◆ EXERCISE OBJECTIVE
For each record below, write an exact copy.

◆ EXERCISE INPUT
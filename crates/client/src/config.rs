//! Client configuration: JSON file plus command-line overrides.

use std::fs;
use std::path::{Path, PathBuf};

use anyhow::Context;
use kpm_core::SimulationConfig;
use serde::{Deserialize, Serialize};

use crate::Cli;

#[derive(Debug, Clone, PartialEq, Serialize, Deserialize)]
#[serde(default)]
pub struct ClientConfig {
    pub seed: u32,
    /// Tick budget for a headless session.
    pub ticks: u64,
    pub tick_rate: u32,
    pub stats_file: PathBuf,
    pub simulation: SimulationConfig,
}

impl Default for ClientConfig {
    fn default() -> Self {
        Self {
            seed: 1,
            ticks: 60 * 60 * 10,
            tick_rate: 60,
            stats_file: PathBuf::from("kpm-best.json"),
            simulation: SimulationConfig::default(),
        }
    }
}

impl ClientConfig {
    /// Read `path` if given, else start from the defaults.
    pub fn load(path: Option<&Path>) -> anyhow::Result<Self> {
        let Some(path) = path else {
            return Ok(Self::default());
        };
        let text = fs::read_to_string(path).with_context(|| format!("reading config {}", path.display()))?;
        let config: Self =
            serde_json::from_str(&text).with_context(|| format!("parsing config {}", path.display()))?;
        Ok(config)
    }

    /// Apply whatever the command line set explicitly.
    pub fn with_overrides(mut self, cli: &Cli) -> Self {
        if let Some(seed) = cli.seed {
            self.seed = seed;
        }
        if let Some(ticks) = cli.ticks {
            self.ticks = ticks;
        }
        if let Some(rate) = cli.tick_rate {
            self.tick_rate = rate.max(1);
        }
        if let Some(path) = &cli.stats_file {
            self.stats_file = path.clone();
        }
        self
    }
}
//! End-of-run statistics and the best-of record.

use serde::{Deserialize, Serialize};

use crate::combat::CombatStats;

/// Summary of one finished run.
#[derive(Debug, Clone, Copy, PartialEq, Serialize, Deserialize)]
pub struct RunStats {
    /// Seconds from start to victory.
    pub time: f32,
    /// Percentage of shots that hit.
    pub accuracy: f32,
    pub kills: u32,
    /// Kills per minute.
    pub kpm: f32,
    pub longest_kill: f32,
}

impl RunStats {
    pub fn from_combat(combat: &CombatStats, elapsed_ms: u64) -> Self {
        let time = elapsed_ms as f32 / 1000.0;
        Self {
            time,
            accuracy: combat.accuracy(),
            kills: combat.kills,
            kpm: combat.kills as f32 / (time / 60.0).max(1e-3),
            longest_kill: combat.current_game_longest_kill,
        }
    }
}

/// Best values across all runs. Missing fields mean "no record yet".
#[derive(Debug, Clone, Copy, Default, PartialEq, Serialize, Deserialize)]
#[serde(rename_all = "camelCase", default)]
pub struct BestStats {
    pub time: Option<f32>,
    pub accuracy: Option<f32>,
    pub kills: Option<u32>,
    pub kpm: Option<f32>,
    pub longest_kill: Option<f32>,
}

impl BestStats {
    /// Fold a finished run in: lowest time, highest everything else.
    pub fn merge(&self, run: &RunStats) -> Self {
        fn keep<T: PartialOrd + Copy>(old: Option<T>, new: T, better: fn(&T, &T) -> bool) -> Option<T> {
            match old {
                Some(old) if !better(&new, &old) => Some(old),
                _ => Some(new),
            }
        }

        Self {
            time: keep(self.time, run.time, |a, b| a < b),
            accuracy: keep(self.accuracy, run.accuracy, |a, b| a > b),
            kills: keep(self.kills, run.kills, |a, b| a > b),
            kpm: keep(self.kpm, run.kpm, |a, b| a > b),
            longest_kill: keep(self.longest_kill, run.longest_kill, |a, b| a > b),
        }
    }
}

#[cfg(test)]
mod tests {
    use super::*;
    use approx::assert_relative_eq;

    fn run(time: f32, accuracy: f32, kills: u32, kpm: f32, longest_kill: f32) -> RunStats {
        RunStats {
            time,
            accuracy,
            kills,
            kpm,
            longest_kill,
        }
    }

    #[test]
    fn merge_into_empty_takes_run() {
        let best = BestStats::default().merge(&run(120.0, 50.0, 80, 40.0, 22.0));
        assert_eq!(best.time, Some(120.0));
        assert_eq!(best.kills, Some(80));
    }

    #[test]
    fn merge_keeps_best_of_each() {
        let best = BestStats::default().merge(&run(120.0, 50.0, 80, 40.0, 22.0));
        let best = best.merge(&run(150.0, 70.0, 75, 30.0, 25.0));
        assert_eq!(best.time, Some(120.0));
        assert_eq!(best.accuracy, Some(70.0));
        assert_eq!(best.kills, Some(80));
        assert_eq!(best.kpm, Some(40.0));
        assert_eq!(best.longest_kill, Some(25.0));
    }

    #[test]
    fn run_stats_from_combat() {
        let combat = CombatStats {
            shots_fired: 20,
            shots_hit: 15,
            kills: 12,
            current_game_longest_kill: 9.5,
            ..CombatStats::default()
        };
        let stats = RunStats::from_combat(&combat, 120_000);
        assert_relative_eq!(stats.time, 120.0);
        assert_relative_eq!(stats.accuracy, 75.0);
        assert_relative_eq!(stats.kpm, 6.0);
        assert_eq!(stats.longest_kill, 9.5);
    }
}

◆ ANSWER SPACE
filename crates/client/src/config.rs
//! Client configuration: JSON file plus command-line overrides.

use std::fs;
use std::path::{Path, PathBuf};

use anyhow::Context;
use kpm_core::SimulationConfig;
use serde::{Deserialize, Serialize};

use crate::Cli;

#[derive(Debug, Clone, PartialEq, Serialize, Deserialize)]
#[serde(default)]
pub struct ClientConfig {
    pub seed: u32,
    /// Tick budget for a headless session.
    pub ticks: u64,
    pub tick_rate: u32,
    pub stats_file: PathBuf,
    pub simulation: SimulationConfig,
}

impl Default for ClientConfig {
    fn default() -> Self {
        Self {
            seed: 1,
            ticks: 60 * 60 * 10,
            tick_rate: 60,
            stats_file: PathBuf::from("kpm-best.json"),
            simulation: SimulationConfig::default(),
        }
    }
}

impl ClientConfig {
    /// Read `path` if given, else start from the defaults.
    pub fn load(path: Option<&Path>) -> anyhow::Result<Self> {
        let Some(path) = path else {
            return Ok(Self::default());
        };
        let text = fs::read_to_string(path).with_context(|| format!("reading config {}", path.display()))?;
        let config: Self =
            serde_json::from_str(&text).with_context(|| format!("parsing config {}", path.display()))?;
        Ok(config)
    }

    /// Apply whatever the command line set explicitly.
    pub fn with_overrides(mut self, cli: &Cli) -> Self {
        if let Some(seed) = cli.seed {
            self.seed = seed;
        }
        if let Some(ticks) = cli.ticks {
            self.ticks = ticks;
        }
        if let Some(rate) = cli.tick_rate {
            self.tick_rate = rate.max(1);
        }
        if let Some(path) = &cli.stats_file {
            self.stats_file = path.clone();
        }
        self
    }
}
//! End-of-run statistics and the best-of record.

use serde::{Deserialize, Serialize};

use crate::combat::CombatStats;

/// Summary of one finished run.
#[derive(Debug, Clone, Copy, PartialEq, Serialize, Deserialize)]
pub struct RunStats {
    /// Seconds from start to victory.
    pub time: f32,
    /// Percentage of shots that hit.
    pub accuracy: f32,
    pub kills: u32,
    /// Kills per minute.
    pub kpm: f32,
    pub longest_kill: f32,
}

impl RunStats {
    pub fn from_combat(combat: &CombatStats, elapsed_ms: u64) -> Self {
        let time = elapsed_ms as f32 / 1000.0;
        Self {
            time,
            accuracy: combat.accuracy(),
            kills: combat.kills,
            kpm: combat.kills as f32 / (time / 60.0).max(1e-3),
            longest_kill: combat.current_game_longest_kill,
        }
    }
}

/// Best values across all runs. Missing fields mean "no record yet".
#[derive(Debug, Clone, Copy, Default, PartialEq, Serialize, Deserialize)]
#[serde(rename_all = "camelCase", default)]
pub struct BestStats {
    pub time: Option<f32>,
    pub accuracy: Option<f32>,
    pub kills: Option<u32>,
    pub kpm: Option<f32>,
    pub longest_kill: Option<f32>,
}

impl BestStats {
    /// Fold a finished run in: lowest time, highest everything else.
    pub fn merge(&self, run: &RunStats) -> Self {
        fn keep<T: PartialOrd + Copy>(old: Option<T>, new: T, better: fn(&T, &T) -> bool) -> Option<T> {
            match old {
                Some(old) if !better(&new, &old) => Some(old),
                _ => Some(new),
            }
        }

        Self {
            time: keep(self.time, run.time, |a, b| a < b),
            accuracy: keep(self.accuracy, run.accuracy, |a, b| a > b),
            kills: keep(self.kills, run.kills, |a, b| a > b),
            kpm: keep(self.kpm, run.kpm, |a, b| a > b),
            longest_kill: keep(self.longest_kill, run.longest_kill, |a, b| a > b),
        }
    }
}

#[cfg(test)]
mod tests {
    use super::*;
    use approx::assert_relative_eq;

    fn run(time: f32, accuracy: f32, kills: u32, kpm: f32, longest_kill: f32) -> RunStats {
        RunStats {
            time,
            accuracy,
            kills,
            kpm,
            longest_kill,
        }
    }

    #[test]
    fn merge_into_empty_takes_run() {
        let best = BestStats::default().merge(&run(120.0, 50.0, 80, 40.0, 22.0));
        assert_eq!(best.time, Some(120.0));
        assert_eq!(best.kills, Some(80));
    }

    #[test]
    fn merge_keeps_best_of_each() {
        let best = BestStats::default().merge(&run(120.0, 50.0, 80, 40.0, 22.0));
        let best = best.merge(&run(150.0, 70.0, 75, 30.0, 25.0));
        assert_eq!(best.time, Some(120.0));
        assert_eq!(best.accuracy, Some(70.0));
        assert_eq!(best.kills, Some(80));
        assert_eq!(best.kpm, Some(40.0));
        assert_eq!(best.longest_kill, Some(25.0));
    }

    #[test]
    fn run_stats_from_combat() {
        let combat = CombatStats {
            shots_fired: 20,
            shots_hit: 15,
            kills: 12,
            current_game_longest_kill: 9.5,
            ..CombatStats::default()
        };
        let stats = RunStats::from_combat(&combat, 120_000);
        assert_relative_eq!(stats.time, 120.0);
        assert_relative_eq!(stats.accuracy, 75.0);
        assert_relative_eq!(stats.kpm, 6.0);
        assert_eq!(stats.longest_kill, 9.5);
    }
}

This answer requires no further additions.